I loaded into my pod and headed out from the central Independent cluster into the edges of Sovereign space. My quarry was drifting just this side of the border, keeping low. In the dust I caught glimpses of larger ships, distant stations, surfacing and receding. I began to feel slightly out of my depth.

I cut the engines as I approached the ship, instantly realizing I had wildly miscalculated the speed and distance. As I struggled to come around I began to realize I had whipped around and was now approaching from the opposite side of the entrance hatch. Desperate to course correct, I flew directly into the enemy ship’s sensor view, banging against the hull. It was only for a moment, though, and I breathed a sigh of relief as no one seemed to have noticed. Again, I attempted to come around, both of us moving at high speed, and this time managed to bounce my ship all around their nose. Sirens went off, lights began to flash, and a proximity alert boomed. They had certainly noticed this time.
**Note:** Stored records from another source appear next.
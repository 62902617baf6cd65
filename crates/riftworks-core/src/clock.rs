//! Simulation clock and pause bookkeeping.
//!
//! Timers throughout the workspace are absolute [`Ticks`] stamps read from a
//! [`Clock`]. When the surrounding simulation pauses an entity, its clock
//! keeps running; on resume the host reports an [`Unpaused`] event and every
//! timer is shifted forward by the paused duration.

use std::cell::Cell;
use std::rc::Rc;

use serde::{Deserialize, Serialize};

use crate::fixed::Ticks;

/// Monotonic source of the current simulation time.
pub trait Clock {
    fn now(&self) -> Ticks;
}

/// A clock advanced explicitly by the host driver.
///
/// Clones share the same underlying time, so a driver can keep one handle
/// and pass another into the system it drives.
#[derive(Debug, Clone, Default)]
pub struct ManualClock {
    now: Rc<Cell<Ticks>>,
}

impl ManualClock {
    pub fn new(start: Ticks) -> Self {
        Self {
            now: Rc::new(Cell::new(start)),
        }
    }

    /// Move time forward by `dt` ticks.
    pub fn advance(&self, dt: Ticks) {
        self.now.set(self.now.get().saturating_add(dt));
    }

    /// Jump to an absolute time. Moving backwards is ignored.
    pub fn set(&self, t: Ticks) {
        if t > self.now.get() {
            self.now.set(t);
        }
    }
}

impl Clock for ManualClock {
    fn now(&self) -> Ticks {
        self.now.get()
    }
}

/// Report that an entity resumed after being paused for `paused_for` ticks.
///
/// `sequence` identifies the pause/resume cycle; consumers use it to apply
/// each report exactly once.
#[derive(Debug, Clone, Copy, PartialEq, Eq, Serialize, Deserialize)]
pub struct Unpaused {
    pub sequence: u64,
    pub paused_for: Ticks,
}

/// Tracks pause/resume cycles and produces one [`Unpaused`] report per cycle.
#[derive(Debug, Clone, Default, PartialEq, Eq, Serialize, Deserialize)]
pub struct PauseTracker {
    paused_at: Option<Ticks>,
    cycles: u64,
}

impl PauseTracker {
    pub fn new() -> Self {
        Self::default()
    }

    /// Mark the start of a pause. Returns false if already paused.
    pub fn pause(&mut self, now: Ticks) -> bool {
        if self.paused_at.is_some() {
            return false;
        }
        self.paused_at = Some(now);
        true
    }

    /// End the current pause and return the report for it. Resuming while
    /// not paused yields `None`, so a duplicate resume never shifts timers.
    pub fn resume(&mut self, now: Ticks) -> Option<Unpaused> {
        let started = self.paused_at.take()?;
        self.cycles += 1;
        Some(Unpaused {
            sequence: self.cycles,
            paused_for: now.saturating_sub(started),
        })
    }

    pub fn is_paused(&self) -> bool {
        self.paused_at.is_some()
    }
}
use crate::{MissingOperation, OpName};

/// A type that can be built from a single bundle of constructor arguments.
///
/// `Args` mirrors the constructor's parameter list: `()` when it takes no
/// arguments, the bare type when it takes one, and a tuple when it takes
/// several. The [`adapt`] attribute macro implements this trait from the
/// `fn new` it finds in the annotated impl block, but it can also be written
/// by hand for types the macro does not cover.
///
/// [`adapt`]: macro@crate::adapt
pub trait Construct: Sized {
    type Args;

    /// Builds a fresh instance from the forwarded arguments.
    fn construct(args: Self::Args) -> Self;
}

/// A type whose designated operation can be invoked by name, consuming the
/// instance.
///
/// Implementations recognize the operation designated when the type was
/// adapted and reject every other name, so a missing operation surfaces as
/// an error at call time instead of silently doing nothing.
///
/// # Example
///
/// ```
/// use opcall_core::{Construct, MissingOperation, OpName, Perform};
///
/// struct Shout {
///     text: String,
/// }
///
/// impl Construct for Shout {
///     type Args = String;
///
///     fn construct(text: String) -> Self {
///         Self { text }
///     }
/// }
///
/// impl Perform for Shout {
///     type Output = String;
///
///     fn perform(self, operation: &OpName) -> Result<String, MissingOperation> {
///         if operation.as_str() == "call" {
///             Ok(self.text.to_uppercase())
///         } else {
///             Err(MissingOperation::new::<Self>(operation.clone()))
///         }
///     }
/// }
///
/// let shout = Shout::construct("quiet".into());
/// assert_eq!(shout.perform(&OpName::CALL).unwrap(), "QUIET");
/// ```
pub trait Perform: Sized {
    type Output;

    /// Invokes the named operation with no arguments and returns its result.
    ///
    /// # Errors
    ///
    /// Returns [`MissingOperation`] if the instance does not define an
    /// operation with the given name.
    fn perform(self, operation: &OpName) -> Result<Self::Output, MissingOperation>;
}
They bounced me off their hull with some sort of barrage and I was left to limp home on emergency fuel and get my ship repaired. The mechanic warned me that next time I would not have access to as much emergency fuel. I assured him that that would not be necessary, and headed out once again.

My second encounter with the ship was shockingly similar to the first. Maybe, I thought, maybe I am not a very good pilot. Maybe I would not be drifting here in my damaged ship, once again, if I had exercised a little more caution and restraint.

On my third try, my third try which ended with getting a barrage to the face once again and having to frantically shut down emergency systems as I spun away, I resolved “No more!” Rather than limp home I used the last of my emergency fuel to turn and head right back to the enemy ship.

I silently and slowly crept alongside. It was touch and go for a bit, but I slid up and docked. “Ha-ha!” I cried in triumph. Then I unlocked by accident. “Fuck!” I slowly caught back up and once again docked. This time I crept out of my pod. Distracting one guard, I stealth-shielded past another, and slit the throat of my target with my sword. I picked the body up and hid it in a side room where no one was likely to go for some time. Then I headed home, triumphant.

3 jobs later, and I am a shadow in the space-ways. No one has ever seen my face or heard a whisper of my presence but that I want them to. I have looted ships entire, stolen keys out of guard’s pockets, and extracted data valuable to the war effort without anyone the wiser.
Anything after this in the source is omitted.